US President Barack Obama on Friday gave one of his most detailed comments to date on US relations with China and Taiwan, saying the ‘status quo,’ although not completely satisfactory, ‘has kept the peace and allowed the Taiwanese to be a pretty successful economy and a people who have a high degree of self-determination.’ The US president also warned of the dangers of ‘upending’ the ‘status quo,’ calling on US president-elect Donald Trump to be fully briefed and think it through before taking a different approach. Obama made the comments at a year-end news conference, likely his last before handing over the presidency to Trump on Jan. 20. The following is the full text of the question and the president’s answer according to a transcript provided by the White House Office of the Press Secretary
Taipei Times
Date: Dec 18, 2016
By: Staff Writer, with CNA
Q: Your successor spoke by phone with the president of Taiwan the other day and
declared subsequently that he wasn’t sure why the United States needed to be bound by the ‘one China’ policy. He suggested it could be used as a bargaining chip perhaps to get better terms on a trade deal or more cooperation on North Korea.

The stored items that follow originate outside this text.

// スキーマドメインモデル
//
// データベーススキーマの正準表現を提供する型システム。
// すべてのパーサーはこの Schema, Table, Column, Index, Constraint に収束し、
// コンパレーターはこれらのみを読み取ります。

use serde::{Deserialize, Serialize};
use std::collections::HashMap;

/// スキーマ定義
///
/// データベース全体のスキーマを表現します。
/// テーブル名をキーとしたテーブル定義のマップを保持します（挿入順は無関係）。
#[derive(Debug, Clone, PartialEq, Serialize, Deserialize)]
pub struct Schema {
    /// テーブル定義のマップ（テーブル名 -> Table）
    pub tables: HashMap<String, Table>,
}

impl Schema {
    /// 新しい空のスキーマを作成
    pub fn new() -> Self {
        Self {
            tables: HashMap::new(),
        }
    }

    /// テーブルを追加
    ///
    /// 同名のテーブルが既に存在する場合は上書きされます。
    pub fn add_table(&mut self, table: Table) {
        self.tables.insert(table.name.clone(), table);
    }

    /// 指定されたテーブルが存在するか確認
    pub fn has_table(&self, table_name: &str) -> bool {
        self.tables.contains_key(table_name)
    }

    /// 指定されたテーブルを取得
    pub fn get_table(&self, table_name: &str) -> Option<&Table> {
        self.tables.get(table_name)
    }

    /// テーブル数を取得
    pub fn table_count(&self) -> usize {
        self.tables.len()
    }
}

impl Default for Schema {
    fn default() -> Self {
        Self::new()
    }
}

/// テーブル定義
///
/// 単一のテーブルの構造を表現します。
/// カラム、インデックス、制約はそれぞれ名前をキーとしたマップで保持します。
/// 名前の衝突は黙って上書きされます（パーサー側の責務であり、モデルは強制しません）。
#[derive(Debug, Clone, PartialEq, Serialize, Deserialize)]
pub struct Table {
    /// テーブル名
    pub name: String,

    /// カラム定義のマップ（カラム名 -> Column）
    pub columns: HashMap<String, Column>,

    /// インデックス定義のマップ（インデックス名 -> Index）
    pub indexes: HashMap<String, Index>,

    /// 制約定義のマップ（制約名 -> Constraint）
    pub constraints: HashMap<String, Constraint>,

    /// テーブルコメント
    pub comment: Option<String>,
}

impl Table {
    /// 新しいテーブルを作成
    pub fn new(name: String) -> Self {
        Self {
            name,
            columns: HashMap::new(),
            indexes: HashMap::new(),
            constraints: HashMap::new(),
            comment: None,
        }
    }

    /// カラムを追加（同名は上書き）
    pub fn add_column(&mut self, column: Column) {
        self.columns.insert(column.name.clone(), column);
    }

    /// インデックスを追加（同名は上書き。空名も有効なキー）
    pub fn add_index(&mut self, index: Index) {
        self.indexes.insert(index.name.clone(), index);
    }

    /// 制約を追加（同名は上書き）
    pub fn add_constraint(&mut self, constraint: Constraint) {
        self.constraints.insert(constraint.name.clone(), constraint);
    }

    /// 指定されたカラムを取得
    pub fn get_column(&self, column_name: &str) -> Option<&Column> {
        self.columns.get(column_name)
    }

    /// 指定されたインデックスを取得
    pub fn get_index(&self, index_name: &str) -> Option<&Index> {
        self.indexes.get(index_name)
    }

    /// 指定された制約を取得
    pub fn get_constraint(&self, constraint_name: &str) -> Option<&Constraint> {
        self.constraints.get(constraint_name)
    }
}

/// カラム定義
///
/// テーブル内の単一カラムの構造を表現します。
/// 型は不透明な文字列として保持し、意味的な正規化は行いません。
#[derive(Debug, Clone, PartialEq, Serialize, Deserialize)]
pub struct Column {
    /// カラム名
    pub name: String,

    /// カラム型（ソーステキストのままの文字列）
    #[serde(rename = "type")]
    pub column_type: String,

    /// NOT NULL フラグ
    pub not_null: bool,

    /// デフォルト値（引用符を除いたリテラルテキスト）
    pub default_value: Option<String>,

    /// カラムコメント
    pub comment: Option<String>,
}

impl Column {
    /// 新しいカラムを作成
    pub fn new(name: String, column_type: String) -> Self {
        Self {
            name,
            column_type,
            not_null: false,
            default_value: None,
            comment: None,
        }
    }
}

/// インデックス定義
///
/// テーブルのインデックスを表現します。
/// カラムリストの順序は意味を持ちます。名前は空文字列の場合があります。
#[derive(Debug, Clone, PartialEq, Serialize, Deserialize)]
pub struct Index {
    /// インデックス名（無名の場合は空文字列）
    pub name: String,

    /// インデックス対象のカラム名リスト（順序が有意）
    pub columns: Vec<String>,

    /// ユニークインデックスかどうか
    pub unique: bool,
}

impl Index {
    /// 新しいインデックスを作成
    pub fn new(name: String, columns: Vec<String>, unique: bool) -> Self {
        Self {
            name,
            columns,
            unique,
        }
    }
}

/// 制約の種類
#[derive(Debug, Clone, Copy, PartialEq, Eq, Hash, Serialize, Deserialize)]
#[serde(rename_all = "SCREAMING_SNAKE_CASE")]
pub enum ConstraintType {
    /// プライマリキー制約
    PrimaryKey,

    /// 外部キー制約
    ForeignKey,

    /// ユニーク制約
    Unique,

    /// チェック制約
    Check,
}

impl ConstraintType {
    /// 制約の種類を文字列で取得
    pub fn as_str(&self) -> &'static str {
        match self {
            ConstraintType::PrimaryKey => "PRIMARY_KEY",
            ConstraintType::ForeignKey => "FOREIGN_KEY",
            ConstraintType::Unique => "UNIQUE",
            ConstraintType::Check => "CHECK",
        }
    }

    /// SQL キーワードから制約の種類を解決
    ///
    /// `CREATE TABLE` 本体の制約句の先頭キーワードに対応します。
    pub fn from_keyword(keyword: &str) -> Option<Self> {
        match keyword {
            "PRIMARY KEY" => Some(ConstraintType::PrimaryKey),
            "FOREIGN KEY" => Some(ConstraintType::ForeignKey),
            "UNIQUE" => Some(ConstraintType::Unique),
            "CHECK" => Some(ConstraintType::Check),
            _ => None,
        }
    }
}

impl std::fmt::Display for ConstraintType {
    fn fmt(&self, f: &mut std::fmt::Formatter<'_>) -> std::fmt::Result {
        write!(f, "{}", self.as_str())
    }
}

/// 制約定義
///
/// テーブルの制約（PRIMARY KEY, FOREIGN KEY, UNIQUE, CHECK）を表現します。
#[derive(Debug, Clone, PartialEq, Serialize, Deserialize)]
pub struct Constraint {
    /// 制約名（無名の場合は空文字列）
    pub name: String,

    /// 制約の種類
    #[serde(rename = "type")]
    pub constraint_type: ConstraintType,

    /// 対象カラム名リスト（順序が有意）
    pub columns: Vec<String>,

    /// 参照先（FOREIGN KEY のみ。`table(column)` 形式）
    pub references: Option<String>,
}

impl Constraint {
    /// 新しい制約を作成
    pub fn new(name: String, constraint_type: ConstraintType, columns: Vec<String>) -> Self {
        Self {
            name,
            constraint_type,
            columns,
            references: None,
        }
    }

    /// 参照先を指定して外部キー制約を作成
    pub fn foreign_key(name: String, columns: Vec<String>, references: String) -> Self {
        Self {
            name,
            constraint_type: ConstraintType::ForeignKey,
            columns,
            references: Some(references),
        }
    }
}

There’s already evidence that tensions between the two sides have increased a bit, and just today, [Friday] the Chinese have evidently seized an underwater drone in the South China Sea.
Do you agree, as some do, that our China policy could use a fresh set of eyes? And what’s the big deal about having a short phone call with the president of Taiwan? Or do you worry that these types of unorthodox approaches are setting us on a collision course with perhaps our biggest geopolitical adversary? [FULL STORY]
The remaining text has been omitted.